The American Premier Soccer League (APSL) is a United States Adult Soccer Association affiliated amateur soccer league that includes teams from the eastern, midwest and southern portions of the country. Currently the league has members from Connecticut, Georgia, Maryland, Massachusetts, Michigan, New Jersey, New York, Pennsylvania, Texas, and Virginia competing in eight regional conferences.

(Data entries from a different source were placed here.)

//! Static registry of the fronted RPC surface.
//!
//! Built once at startup; no runtime reflection. Each entry maps a full
//! method path to its scope, operation type, and the field-number path used
//! to locate the addressed repository (or storage name) within the request.

use std::collections::HashMap;

#[derive(Debug, Clone, Copy, PartialEq, Eq)]
pub enum Scope {
    /// Addresses a whole storage; the request carries a storage name.
    Storage,
    /// Addresses a repository; the request embeds a `vault.Repository`.
    Repository,
    /// Handled by the proxy itself and never forwarded.
    ServerIntercepted,
}

#[derive(Debug, Clone, Copy, PartialEq, Eq)]
pub enum Operation {
    Accessor,
    Mutator,
    Maintenance,
}

#[derive(Debug, Clone)]
pub struct MethodInfo {
    pub full_method: &'static str,
    pub scope: Scope,
    pub operation: Operation,
    /// Field path of the target `vault.Repository` within the request.
    pub target_repo: Option<&'static [u32]>,
    /// Field path of a second repository (e.g. the fork source).
    pub additional_repo: Option<&'static [u32]>,
    /// Field path of the storage name for storage-scoped requests.
    pub storage_field: Option<&'static [u32]>,
}

impl MethodInfo {
    pub fn is_intercepted(&self) -> bool {
        self.scope == Scope::ServerIntercepted
    }

    /// Field path to rewrite with the routed physical storage name.
    pub fn storage_rewrite_path(&self) -> Option<Vec<u32>> {
        match self.scope {
            Scope::Repository => self.target_repo.map(|path| {
                let mut path = path.to_vec();
                path.push(crate::REPOSITORY_STORAGE_FIELD);
                path
            }),
            Scope::Storage => self.storage_field.map(|path| path.to_vec()),
            Scope::ServerIntercepted => None,
        }
    }

    /// Field path of the second repository's storage name, for two-repo
    /// RPCs. Rewritten alongside [MethodInfo::storage_rewrite_path].
    pub fn additional_rewrite_path(&self) -> Option<Vec<u32>> {
        self.additional_repo.map(|path| {
            let mut path = path.to_vec();
            path.push(crate::REPOSITORY_STORAGE_FIELD);
            path
        })
    }
}

pub struct Registry {
    methods: HashMap<&'static str, MethodInfo>,
}

macro_rules! method {
    ($table:expr, $name:expr, $scope:expr, $op:expr) => {
        method!($table, $name, $scope, $op, None, None, None)
    };
    ($table:expr, $name:expr, $scope:expr, $op:expr, target = $target:expr) => {
        method!($table, $name, $scope, $op, Some($target), None, None)
    };
    ($table:expr, $name:expr, $scope:expr, $op:expr, target = $target:expr, additional = $extra:expr) => {
        method!($table, $name, $scope, $op, Some($target), Some($extra), None)
    };
    ($table:expr, $name:expr, $scope:expr, $op:expr, storage = $storage:expr) => {
        method!($table, $name, $scope, $op, None, None, Some($storage))
    };
    ($table:expr, $name:expr, $scope:expr, $op:expr, $target:expr, $extra:expr, $storage:expr) => {
        assert!(
            $table
                .insert(
                    $name,
                    MethodInfo {
                        full_method: $name,
                        scope: $scope,
                        operation: $op,
                        target_repo: $target,
                        additional_repo: $extra,
                        storage_field: $storage,
                    },
                )
                .is_none(),
            "duplicate registry entry",
        );
    };
}

impl Registry {
    pub fn new() -> Self {
        use Operation::*;
        use Scope::*;

        let mut t = HashMap::new();

        // Repository lifecycle.
        method!(t, "/vault.RepositoryService/CreateRepository", Repository, Mutator, target = &[1]);
        method!(t, "/vault.RepositoryService/CreateFork", Repository, Mutator, target = &[1], additional = &[2]);
        method!(t, "/vault.RepositoryService/RemoveRepository", Repository, Mutator, target = &[1]);
        method!(t, "/vault.RepositoryService/RenameRepository", Repository, Mutator, target = &[1]);
        method!(t, "/vault.RepositoryService/RepositoryExists", Repository, Accessor, target = &[1]);
        method!(t, "/vault.RepositoryService/RepositorySize", Repository, Accessor, target = &[1]);

        // References and objects.
        method!(t, "/vault.RefService/ListRefs", Repository, Accessor, target = &[1]);
        method!(t, "/vault.RefService/FindRef", Repository, Accessor, target = &[1]);
        method!(t, "/vault.RefService/UpdateReferences", Repository, Mutator, target = &[1]);
        method!(t, "/vault.ObjectService/ReadObjects", Repository, Accessor, target = &[1]);
        method!(t, "/vault.ObjectService/WriteObjects", Repository, Mutator, target = &[1]);
        method!(t, "/vault.ObjectService/ReceivePack", Repository, Mutator, target = &[1]);
        method!(t, "/vault.ObjectService/UploadPack", Repository, Accessor, target = &[1]);

        // Housekeeping, replicated to every assigned storage.
        method!(t, "/vault.RepositoryService/GarbageCollect", Repository, Maintenance, target = &[1]);
        method!(t, "/vault.RepositoryService/RepackFull", Repository, Maintenance, target = &[1]);
        method!(t, "/vault.RepositoryService/RepackIncremental", Repository, Maintenance, target = &[1]);
        method!(t, "/vault.RepositoryService/Cleanup", Repository, Maintenance, target = &[1]);
        method!(t, "/vault.RepositoryService/PackRefs", Repository, Maintenance, target = &[1]);
        method!(t, "/vault.RepositoryService/WriteCommitGraph", Repository, Maintenance, target = &[1]);
        method!(t, "/vault.RepositoryService/MidxRepack", Repository, Maintenance, target = &[1]);
        method!(t, "/vault.RepositoryService/OptimizeRepository", Repository, Maintenance, target = &[1]);

        // Storage-scoped surface.
        method!(t, "/vault.ServerService/ServerInfo", Storage, Accessor, storage = &[1]);
        method!(t, "/vault.ServerService/DiskStatistics", Storage, Accessor, storage = &[1]);
        method!(t, "/vault.StorageService/ListRepositories", Storage, Accessor, storage = &[1]);

        // Handled by the proxy without forwarding.
        method!(t, proto::palisade::VOTE_TRANSACTION_METHOD, ServerIntercepted, Mutator);
        method!(t, proto::palisade::STOP_TRANSACTION_METHOD, ServerIntercepted, Mutator);
        method!(t, proto::palisade::REPOSITORY_METADATA_METHOD, ServerIntercepted, Accessor);
        method!(t, proto::palisade::DATALOSS_CHECK_METHOD, ServerIntercepted, Accessor);
        method!(t, proto::palisade::SET_AUTHORITATIVE_STORAGE_METHOD, ServerIntercepted, Mutator);
        method!(t, proto::palisade::SET_REPLICATION_FACTOR_METHOD, ServerIntercepted, Mutator);
        method!(t, proto::palisade::REPOSITORY_REPLICAS_METHOD, ServerIntercepted, Accessor);

        Self { methods: t }
    }

    pub fn lookup(&self, full_method: &str) -> Option<&MethodInfo> {
        self.methods.get(full_method)
    }

    pub fn methods(&self) -> impl Iterator<Item = &MethodInfo> {
        self.methods.values()
    }
}

impl Default for Registry {
    fn default() -> Self {
        Self::new()
    }
}

#[cfg(test)]
mod test {
    use super::*;

    #[test]
    fn looks_up_known_methods() {
        let registry = Registry::new();

        let info = registry
            .lookup("/vault.RepositoryService/RemoveRepository")
            .unwrap();
        assert_eq!(info.scope, Scope::Repository);
        assert_eq!(info.operation, Operation::Mutator);
        assert_eq!(info.target_repo, Some(&[1u32][..]));
        assert_eq!(info.storage_rewrite_path(), Some(vec![1, 1]));

        assert!(registry.lookup("/vault.RepositoryService/Nope").is_none());
    }

    #[test]
    fn intercepted_methods_are_marked() {
        let registry = Registry::new();
        let info = registry
            .lookup(proto::palisade::DATALOSS_CHECK_METHOD)
            .unwrap();
        assert!(info.is_intercepted());
        assert_eq!(info.storage_rewrite_path(), None);
    }

    #[test]
    fn fork_carries_an_additional_repository() {
        let registry = Registry::new();
        let info = registry
            .lookup("/vault.RepositoryService/CreateFork")
            .unwrap();
        assert_eq!(info.additional_repo, Some(&[2u32][..]));
        assert_eq!(info.additional_rewrite_path(), Some(vec![2, 1]));

        let single = registry
            .lookup("/vault.RepositoryService/CreateRepository")
            .unwrap();
        assert_eq!(single.additional_rewrite_path(), None);
    }

    #[test]
    fn storage_scoped_methods_rewrite_the_storage_field() {
        let registry = Registry::new();
        let info = registry.lookup("/vault.ServerService/ServerInfo").unwrap();
        assert_eq!(info.scope, Scope::Storage);
        assert_eq!(info.storage_rewrite_path(), Some(vec![1]));
    }
}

Playing its first season in 2020–21 as the "Eastern Premier Soccer League" (EPSL), the league began as a partnership between the New York City–based Cosmopolitan Soccer League and the Maryland Major Soccer League. It was also an affiliate of the National Independent Soccer Association, a professionally sanctioned third division soccer association, from 2020 until 2025 when the National Independent Soccer Association, lost its professional sanctioning. The APSL is part of the only nationwide, inter-league promotion/relegation system in the United States.

== History ==
The league was announced on July 23, 2020, in a joint effort between the Cosmopolitan Soccer League and Maryland Major Soccer League to create a regional based multi-league promotion and relegation system in the United States. The league's goal is to have merit-based promotion from local amateur leagues, including champions, with the possibility of being relegated back into the local feeder leagues at the end of the season. The initial slate of members included many of the clubs that participated in the first division of the CSL the previous season.

In the following months, the EPSL added teams from additional leagues such as the Woodbridge Soccer League and United Premier Soccer League. On September 8, 2020, the league announced that the New Jersey–based Garden State Soccer League would become a feeder league for the EPSL. A future promotion spot in the Metropolitan Conference of the EPSL will be determined in a playoff between the champion of the GSSL and the champion of the Cosmopolitan Soccer League.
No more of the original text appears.